Stored items:

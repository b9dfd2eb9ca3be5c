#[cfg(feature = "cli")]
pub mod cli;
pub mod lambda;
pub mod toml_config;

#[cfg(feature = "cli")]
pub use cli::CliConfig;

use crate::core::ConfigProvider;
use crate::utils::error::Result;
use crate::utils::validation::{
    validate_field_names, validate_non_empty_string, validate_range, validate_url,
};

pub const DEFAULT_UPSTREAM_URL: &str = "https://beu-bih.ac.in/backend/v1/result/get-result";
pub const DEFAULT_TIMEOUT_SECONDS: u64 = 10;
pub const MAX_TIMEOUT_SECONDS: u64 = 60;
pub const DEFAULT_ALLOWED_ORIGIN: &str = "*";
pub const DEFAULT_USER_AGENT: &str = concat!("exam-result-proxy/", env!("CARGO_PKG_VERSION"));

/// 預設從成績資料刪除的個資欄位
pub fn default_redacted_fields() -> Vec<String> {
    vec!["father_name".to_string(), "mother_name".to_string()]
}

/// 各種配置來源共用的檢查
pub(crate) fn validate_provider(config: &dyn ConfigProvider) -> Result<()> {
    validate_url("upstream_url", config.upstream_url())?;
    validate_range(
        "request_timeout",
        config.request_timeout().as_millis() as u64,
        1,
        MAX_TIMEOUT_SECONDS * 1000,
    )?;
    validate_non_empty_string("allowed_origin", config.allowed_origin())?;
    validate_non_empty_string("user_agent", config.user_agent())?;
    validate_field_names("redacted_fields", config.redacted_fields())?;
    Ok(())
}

■ AIM OF THE EXERCISE
Every line that holds the word "crate" should be copied from the records.

■ RESPONSE AREA
use crate::core::ConfigProvider;
use crate::utils::error::Result;
use crate::utils::validation::{
pub(crate) fn validate_provider(config: &dyn ConfigProvider) -> Result<()> {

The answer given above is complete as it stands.